Aux confins de cette société qui enferme et isole, un groupe de sœurs a voulu bâtir un autre monde, dans le respect de la nature et tout en sororité. Pour raconter ce monde pesant, Eve, Louise, Grace ou encore Raphaël, laissent entrevoir les voies vers la résistance et vers d’autres modèles de vie en commun.
Extrait du récit de Louise
« Le climat n’est pas stable, dans beaucoup de régions. Ici on a la chance d’avoir très peu souffert, à l’intérieur des terres, surtout grâce aux forêts et aux sources d’eau douce qui forment le grand fleuve dont l’eau n’est exploitable qu’après décantation. J’ai questionné ma mère, souvent, pour qu’elle raconte, « comment c’était avant ? ». Elle a peu de mémoire de cette période-là et n’a pas de photos. Les données numériques comme les archives papier ayant été saisies, il n’y a plus d’images. »
« Ils ont dit nous vivrons, mais il faudra détruire dans chaque bibliothèque, dans chaque librairie et dans chaque maison, tout ce qui pourra nuire au moral des jeunes. Ils ont dit que les femmes devront contribuer à l’effort national, de même que les hommes, chacun de la manière la plus appropriée pour la perpétuation. Produire et reproduire. »
La grande force du récit de Wendy Delorme est de donner cœur et âme à un concept parfois mal perçu, assez méconnu et complexe à discuter, celui de l’écoféminisme.

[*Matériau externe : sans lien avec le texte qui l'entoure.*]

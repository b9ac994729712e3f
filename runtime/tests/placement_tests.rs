//! Integration tests for order placement, scheduling and cancellation.

#![allow(clippy::unwrap_used, clippy::expect_used, clippy::panic)] // Test code can use unwrap/expect/panic

mod common;

use std::time::Duration;

use common::{Harness, acting_as, admin, fast_config, place};
use futures::future::join_all;
use tripdesk_core::notify::Template;
use tripdesk_core::types::{
    ChangeReason, ItineraryPatch, Money, OrderStatus, OrderType, PaymentStatus, Role,
};
use tripdesk_core::{EngineError, OrderStore, StoreError, StoreTransaction};

#[tokio::test]
async fn first_placement_creates_pending_order() {
    let h = Harness::new();
    let payer = h.customer("CUS-1");
    let tc = h.consultant("TC-1");
    let itinerary = h.itinerary("ITN-1", &payer);

    let placed = h
        .engine
        .place_or_update_order(&acting_as(&payer), place(&itinerary, &payer, 250_000))
        .await
        .unwrap();

    assert!(placed.created);
    assert_eq!(placed.order.status, OrderStatus::Pending);
    assert_eq!(placed.order.consultant_id, tc.id);
    assert_eq!(placed.order.total_price, Money::from_cents(250_000));
    assert_eq!(placed.order.code, "ORD-000000000001");

    let changes = h.store.itinerary_changes().unwrap();
    assert_eq!(changes.len(), 1);
    assert_eq!(changes[0].previous_consultant_id, None);
    assert_eq!(changes[0].new_consultant_id, tc.id);

    h.drain().await;
    let templates = h.notifier.templates();
    assert_eq!(templates.len(), 2);
    assert!(templates.contains(&Template::OrderPlaced));
    assert!(templates.contains(&Template::ConsultantAssigned));
}

#[tokio::test]
async fn second_placement_updates_in_place() {
    let h = Harness::new();
    let payer = h.customer("CUS-1");
    let tc = h.consultant("TC-1");
    h.consultant("TC-2");
    let itinerary = h.itinerary("ITN-1", &payer);
    let actor = acting_as(&payer);

    let first = h
        .engine
        .place_or_update_order(&actor, place(&itinerary, &payer, 100_000))
        .await
        .unwrap();
    let mut again = place(&itinerary, &payer, 120_000);
    again.order_type = OrderType::Custom;
    let second = h.engine.place_or_update_order(&actor, again).await.unwrap();

    assert!(!second.created);
    assert_eq!(second.order.id, first.order.id);
    assert_eq!(second.order.code, first.order.code);
    assert_eq!(second.order.created_at, first.order.created_at);
    assert_eq!(second.order.consultant_id, tc.id);
    assert_eq!(second.order.total_price, Money::from_cents(120_000));
    assert_eq!(second.order.order_type, OrderType::Custom);
    assert_eq!(h.store.orders().unwrap().len(), 1);
    assert_eq!(h.store.itinerary_changes().unwrap().len(), 1);
}

#[tokio::test]
async fn concurrent_placements_leave_one_order() {
    let h = Harness::new();
    let payer = h.customer("CUS-1");
    h.consultant("TC-1");
    let itinerary = h.itinerary("ITN-1", &payer);
    let actor = acting_as(&payer);

    let attempts = (1..=8).map(|n| {
        h.engine
            .place_or_update_order(&actor, place(&itinerary, &payer, 100_000 + n))
    });
    let results = join_all(attempts).await;

    assert!(results.iter().all(Result::is_ok));
    assert_eq!(results.iter().filter(|r| r.as_ref().unwrap().created).count(), 1);
    let orders = h.store.orders().unwrap();
    assert_eq!(orders.len(), 1);
    let codes: Vec<_> = results.iter().map(|r| r.as_ref().unwrap().order.code.clone()).collect();
    assert!(codes.iter().all(|code| *code == orders[0].code));
}

#[tokio::test]
async fn least_loaded_consultant_wins_with_lowest_id_tie_break() {
    let h = Harness::new();
    let payer = h.customer("CUS-1");
    let loads = [3, 1, 4, 1, 5];
    let consultants: Vec<_> = (0..loads.len())
        .map(|n| h.consultant(&format!("TC-{n}")))
        .collect();
    for (consultant, load) in consultants.iter().zip(loads) {
        h.load(consultant, &payer, load);
    }
    let itinerary = h.itinerary("ITN-NEW", &payer);

    let placed = h
        .engine
        .place_or_update_order(&acting_as(&payer), place(&itinerary, &payer, 1_000))
        .await
        .unwrap();

    assert_eq!(placed.consultant.id, consultants[1].id);
    assert_eq!(
        h.engine.assign_least_loaded(Vec::new()).await.unwrap().id,
        consultants[3].id
    );
}

#[tokio::test]
async fn no_eligible_consultant_writes_nothing() {
    let h = Harness::new();
    let payer = h.customer("CUS-1");
    h.store
        .add_consultant_with("TC-OFF", Role::Tc, false, None)
        .unwrap();
    h.store
        .add_consultant_with("ADM-9", Role::Admin, true, None)
        .unwrap();
    let itinerary = h.itinerary("ITN-1", &payer);

    let err = h
        .engine
        .place_or_update_order(&acting_as(&payer), place(&itinerary, &payer, 1_000))
        .await
        .unwrap_err();

    assert_eq!(err, EngineError::NoEligibleConsultant);
    assert!(h.store.orders().unwrap().is_empty());
    assert!(h.store.itinerary_changes().unwrap().is_empty());
    assert!(h.store.activity().unwrap().is_empty());
}

#[tokio::test]
async fn explicit_consultant_overrides_and_is_logged() {
    let h = Harness::new();
    let payer = h.customer("CUS-1");
    let first = h.consultant("TC-1");
    let chosen = h.consultant("TC-2");
    let itinerary = h.itinerary("ITN-1", &payer);
    let staff = admin();

    h.engine
        .place_or_update_order(&staff, place(&itinerary, &payer, 1_000))
        .await
        .unwrap();
    let mut request = place(&itinerary, &payer, 1_000);
    request.consultant_code = Some(chosen.code.clone());
    let placed = h.engine.place_or_update_order(&staff, request).await.unwrap();

    assert_eq!(placed.order.consultant_id, chosen.id);
    let changes = h.store.itinerary_changes().unwrap();
    assert_eq!(changes.len(), 2);
    assert_eq!(changes[1].previous_consultant_id, Some(first.id));
    assert_eq!(changes[1].new_consultant_id, chosen.id);
    assert_eq!(changes[1].reason, ChangeReason::Override);

    let activity = h.store.activity().unwrap();
    assert!(activity.iter().all(|entry| entry.on_behalf()));
}

#[tokio::test]
async fn inactive_or_unknown_explicit_consultant_is_refused() {
    let h = Harness::new();
    let payer = h.customer("CUS-1");
    h.consultant("TC-1");
    h.store
        .add_consultant_with("TC-OFF", Role::Tc, false, None)
        .unwrap();
    let itinerary = h.itinerary("ITN-1", &payer);

    let mut request = place(&itinerary, &payer, 1_000);
    request.consultant_code = Some("TC-OFF".into());
    let err = h
        .engine
        .place_or_update_order(&admin(), request.clone())
        .await
        .unwrap_err();
    assert_eq!(err, EngineError::ConsultantInactive { code: "TC-OFF".into() });

    request.consultant_code = Some("TC-404".into());
    let err = h.engine.place_or_update_order(&admin(), request).await.unwrap_err();
    assert_eq!(err, EngineError::ConsultantNotFound { code: "TC-404".into() });
    assert!(h.store.orders().unwrap().is_empty());
}

#[tokio::test]
async fn validation_errors_come_before_any_write() {
    let h = Harness::new();
    let payer = h.customer("CUS-1");
    let other = h.customer("CUS-2");
    h.consultant("TC-1");
    let itinerary = h.itinerary("ITN-1", &payer);

    let err = h
        .engine
        .place_or_update_order(&acting_as(&payer), place(&itinerary, &payer, 0))
        .await
        .unwrap_err();
    assert_eq!(err, EngineError::InvalidAmount { cents: 0 });

    let err = h
        .engine
        .place_or_update_order(&acting_as(&other), place(&itinerary, &payer, 1_000))
        .await
        .unwrap_err();
    assert!(matches!(err, EngineError::NotPermitted { .. }));

    let mut missing = place(&itinerary, &payer, 1_000);
    missing.itinerary_code = "ITN-404".into();
    let err = h
        .engine
        .place_or_update_order(&acting_as(&payer), missing)
        .await
        .unwrap_err();
    assert_eq!(err, EngineError::ItineraryNotFound { code: "ITN-404".into() });
    assert!(h.store.orders().unwrap().is_empty());
}

#[tokio::test]
async fn placement_can_patch_the_itinerary() {
    let h = Harness::new();
    let payer = h.customer("CUS-1");
    h.consultant("TC-1");
    let itinerary = h.itinerary("ITN-1", &payer);

    let mut request = place(&itinerary, &payer, 1_000);
    request.itinerary_update = Some(ItineraryPatch {
        title: Some("Bali, 5 nights".into()),
        ..ItineraryPatch::default()
    });
    h.engine
        .place_or_update_order(&acting_as(&payer), request)
        .await
        .unwrap();

    let stored = h.store.itinerary(itinerary.id).unwrap().unwrap();
    assert_eq!(stored.title, "Bali, 5 nights");
}

#[tokio::test]
async fn terminal_orders_are_closed_to_placement() {
    let h = Harness::new();
    let payer = h.customer("CUS-1");
    h.consultant("TC-1");
    let itinerary = h.itinerary("ITN-1", &payer);
    let actor = acting_as(&payer);

    let placed = h
        .engine
        .place_or_update_order(&actor, place(&itinerary, &payer, 1_000))
        .await
        .unwrap();
    let cancelled = h.engine.cancel_order(&actor, &placed.order.code).await.unwrap();
    assert_eq!(cancelled.status, OrderStatus::Cancelled);

    let err = h
        .engine
        .place_or_update_order(&actor, place(&itinerary, &payer, 2_000))
        .await
        .unwrap_err();
    assert_eq!(
        err,
        EngineError::OrderClosed {
            code: placed.order.code.clone(),
            status: OrderStatus::Cancelled,
        }
    );
}

#[tokio::test]
async fn cancel_voids_processing_payment_and_is_idempotent() {
    let h = Harness::new();
    let payer = h.customer("CUS-1");
    h.consultant("TC-1");
    let itinerary = h.itinerary("ITN-1", &payer);
    let actor = acting_as(&payer);
    let placed = h
        .engine
        .place_or_update_order(&actor, place(&itinerary, &payer, 1_000))
        .await
        .unwrap();
    h.engine
        .update_payment(&actor, &placed.order.code, Money::from_cents(1_000))
        .await
        .unwrap();

    h.engine.cancel_order(&actor, &placed.order.code).await.unwrap();
    let again = h.engine.cancel_order(&actor, &placed.order.code).await.unwrap();

    assert_eq!(again.status, OrderStatus::Cancelled);
    assert_eq!(h.store.payments().unwrap()[0].status, PaymentStatus::Cancelled);
    h.drain().await;
    let cancellations = h
        .notifier
        .templates()
        .into_iter()
        .filter(|t| *t == Template::OrderCancelled)
        .count();
    assert_eq!(cancellations, 1);
}

#[tokio::test]
async fn stranger_cannot_cancel() {
    let h = Harness::new();
    let payer = h.customer("CUS-1");
    let stranger = h.customer("CUS-2");
    h.consultant("TC-1");
    let itinerary = h.itinerary("ITN-1", &payer);
    let placed = h
        .engine
        .place_or_update_order(&acting_as(&payer), place(&itinerary, &payer, 1_000))
        .await
        .unwrap();

    let err = h
        .engine
        .cancel_order(&acting_as(&stranger), &placed.order.code)
        .await
        .unwrap_err();
    assert_eq!(
        err,
        EngineError::PayerMismatch {
            order_code: placed.order.code
        }
    );
}

#[tokio::test]
async fn held_aggregate_lock_hits_the_deadline_and_rolls_back() {
    let h = Harness::with_config(
        fast_config().with_transaction_deadline(Duration::from_millis(50)),
    );
    let payer = h.customer("CUS-1");
    h.consultant("TC-1");
    let itinerary = h.itinerary("ITN-1", &payer);

    let mut blocker = h.store.begin().await.unwrap();
    blocker.lock_aggregate(itinerary.id).await.unwrap();

    let err = h
        .engine
        .place_or_update_order(&acting_as(&payer), place(&itinerary, &payer, 1_000))
        .await
        .unwrap_err();
    assert_eq!(err, EngineError::DeadlineExceeded { deadline_ms: 50 });
    assert!(err.is_retryable());

    blocker.rollback().await.unwrap();
    assert!(h.store.orders().unwrap().is_empty());

    let placed = h
        .engine
        .place_or_update_order(&acting_as(&payer), place(&itinerary, &payer, 1_000))
        .await
        .unwrap();
    assert!(placed.created);
}

#[tokio::test]
async fn failed_commit_leaves_no_trace() {
    let h = Harness::new();
    let payer = h.customer("CUS-1");
    h.consultant("TC-1");
    let itinerary = h.itinerary("ITN-1", &payer);
    h.store
        .fail_next_commit(StoreError::Unavailable("connection reset".into()))
        .unwrap();

    let err = h
        .engine
        .place_or_update_order(&acting_as(&payer), place(&itinerary, &payer, 1_000))
        .await
        .unwrap_err();

    assert!(err.is_retryable());
    assert!(h.store.orders().unwrap().is_empty());
    h.drain().await;
    assert!(h.notifier.sent().is_empty());
}

#[tokio::test]
async fn activity_window_limits_candidates() {
    use chrono::Duration as Span;
    use tripdesk_testing::test_time;

    let h = Harness::with_config(
        fast_config().with_scheduler_active_within(Some(Duration::from_secs(15 * 60))),
    );
    let payer = h.customer("CUS-1");
    let stale = h
        .store
        .add_consultant_with("TC-STALE", Role::Tc, true, Some(test_time() - Span::hours(3)))
        .unwrap();
    let fresh = h
        .store
        .add_consultant_with("TC-FRESH", Role::Tc, true, Some(test_time() - Span::minutes(5)))
        .unwrap();
    h.load(&fresh, &payer, 2);

    let chosen = h.engine.assign_least_loaded(Vec::new()).await.unwrap();
    assert_eq!(chosen.id, fresh.id);

    h.engine.touch_consultant(&stale.code).await.unwrap();
    let chosen = h.engine.assign_least_loaded(Vec::new()).await.unwrap();
    assert_eq!(chosen.id, stale.id);
}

Ce mouvement est décrit par la philosophe Emilie Hache de la manière suivante dans « Reclaim », un recueil de textes écoféministes : « On ne comprend pas ce mouvement et ce courant d’idées qu’est l’écoféminisme si l’on ne prend pas en compte le contexte politique des années 1980 duquel il émerge : celui de la course à l’armement nucléaire liée à la guerre froide, à laquelle s’ajoute la publication du rapport du Club de Rome, des déforestations massives sur plusieurs continents ou encore plusieurs famines sur le continent africain, soulignant le début d’une crise écologique nous obligeant à revoir notre système de valeurs comme politique ». De ce contexte des années 1980 émergent des mobilisations qui inventent de nouvelles formes d’actions collectives.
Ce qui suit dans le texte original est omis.